-------- Records to use --------

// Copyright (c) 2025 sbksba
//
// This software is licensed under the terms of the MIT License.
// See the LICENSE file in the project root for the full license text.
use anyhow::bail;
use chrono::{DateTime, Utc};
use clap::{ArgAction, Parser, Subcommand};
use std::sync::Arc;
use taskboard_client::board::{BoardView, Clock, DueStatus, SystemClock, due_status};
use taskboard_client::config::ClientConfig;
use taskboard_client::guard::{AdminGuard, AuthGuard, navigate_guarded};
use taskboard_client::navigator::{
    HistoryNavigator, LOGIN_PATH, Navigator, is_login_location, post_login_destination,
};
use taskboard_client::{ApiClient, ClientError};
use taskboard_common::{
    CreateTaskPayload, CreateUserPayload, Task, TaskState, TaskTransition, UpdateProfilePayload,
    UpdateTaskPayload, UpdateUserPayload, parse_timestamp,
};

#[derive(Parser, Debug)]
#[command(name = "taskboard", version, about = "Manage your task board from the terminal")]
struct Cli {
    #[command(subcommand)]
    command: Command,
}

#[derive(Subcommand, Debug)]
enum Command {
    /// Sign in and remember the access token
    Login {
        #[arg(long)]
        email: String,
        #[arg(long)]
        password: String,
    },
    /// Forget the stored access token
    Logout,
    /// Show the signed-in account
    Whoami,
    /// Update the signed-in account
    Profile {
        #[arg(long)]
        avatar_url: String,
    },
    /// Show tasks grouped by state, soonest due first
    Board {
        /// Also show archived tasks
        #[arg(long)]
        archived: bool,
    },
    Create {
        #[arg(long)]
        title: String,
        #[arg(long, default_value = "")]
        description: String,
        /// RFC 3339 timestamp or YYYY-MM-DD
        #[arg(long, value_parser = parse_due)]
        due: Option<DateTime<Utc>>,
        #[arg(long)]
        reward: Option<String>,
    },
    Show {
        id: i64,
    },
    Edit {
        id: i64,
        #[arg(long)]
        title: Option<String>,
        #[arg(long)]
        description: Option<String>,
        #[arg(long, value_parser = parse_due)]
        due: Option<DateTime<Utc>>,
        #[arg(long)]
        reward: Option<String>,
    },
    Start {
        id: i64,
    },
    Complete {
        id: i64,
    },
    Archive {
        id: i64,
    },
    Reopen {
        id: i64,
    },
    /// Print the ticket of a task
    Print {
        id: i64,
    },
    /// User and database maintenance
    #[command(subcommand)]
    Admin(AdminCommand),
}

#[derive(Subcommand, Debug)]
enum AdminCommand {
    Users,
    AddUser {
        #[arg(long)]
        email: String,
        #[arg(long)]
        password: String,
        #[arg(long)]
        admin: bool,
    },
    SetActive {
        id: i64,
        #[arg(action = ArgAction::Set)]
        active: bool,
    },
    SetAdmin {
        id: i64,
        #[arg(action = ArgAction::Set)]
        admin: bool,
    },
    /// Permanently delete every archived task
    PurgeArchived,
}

--------

**Problem details:**
Copy each entry exactly, leaving every line as it is.

**Written response:**
// Copyright (c) 2025 sbksba
//
// This software is licensed under the terms of the MIT License.
// See the LICENSE file in the project root for the full license text.
use anyhow::bail;
use chrono::{DateTime, Utc};
use clap::{ArgAction, Parser, Subcommand};
use std::sync::Arc;
use taskboard_client::board::{BoardView, Clock, DueStatus, SystemClock, due_status};
use taskboard_client::config::ClientConfig;
use taskboard_client::guard::{AdminGuard, AuthGuard, navigate_guarded};
use taskboard_client::navigator::{
    HistoryNavigator, LOGIN_PATH, Navigator, is_login_location, post_login_destination,
};
use taskboard_client::{ApiClient, ClientError};
use taskboard_common::{
    CreateTaskPayload, CreateUserPayload, Task, TaskState, TaskTransition, UpdateProfilePayload,
    UpdateTaskPayload, UpdateUserPayload, parse_timestamp,
};

#[derive(Parser, Debug)]
#[command(name = "taskboard", version, about = "Manage your task board from the terminal")]
struct Cli {
    #[command(subcommand)]
    command: Command,
}

#[derive(Subcommand, Debug)]
enum Command {
    /// Sign in and remember the access token
    Login {
        #[arg(long)]
        email: String,
        #[arg(long)]
        password: String,
    },
    /// Forget the stored access token
    Logout,
    /// Show the signed-in account
    Whoami,
    /// Update the signed-in account
    Profile {
        #[arg(long)]
        avatar_url: String,
    },
    /// Show tasks grouped by state, soonest due first
    Board {
        /// Also show archived tasks
        #[arg(long)]
        archived: bool,
    },
    Create {
        #[arg(long)]
        title: String,
        #[arg(long, default_value = "")]
        description: String,
        /// RFC 3339 timestamp or YYYY-MM-DD
        #[arg(long, value_parser = parse_due)]
        due: Option<DateTime<Utc>>,
        #[arg(long)]
        reward: Option<String>,
    },
    Show {
        id: i64,
    },
    Edit {
        id: i64,
        #[arg(long)]
        title: Option<String>,
        #[arg(long)]
        description: Option<String>,
        #[arg(long, value_parser = parse_due)]
        due: Option<DateTime<Utc>>,
        #[arg(long)]
        reward: Option<String>,
    },
    Start {
        id: i64,
    },
    Complete {
        id: i64,
    },
    Archive {
        id: i64,
    },
    Reopen {
        id: i64,
    },
    /// Print the ticket of a task
    Print {
        id: i64,
    },
    /// User and database maintenance
    #[command(subcommand)]
    Admin(AdminCommand),
}

#[derive(Subcommand, Debug)]
enum AdminCommand {
    Users,
    AddUser {
        #[arg(long)]
        email: String,
        #[arg(long)]
        password: String,
        #[arg(long)]
        admin: bool,
    },
    SetActive {
        id: i64,
        #[arg(action = ArgAction::Set)]
        active: bool,
    },
    SetAdmin {
        id: i64,
        #[arg(action = ArgAction::Set)]
        admin: bool,
    },
    /// Permanently delete every archived task
    PurgeArchived,
}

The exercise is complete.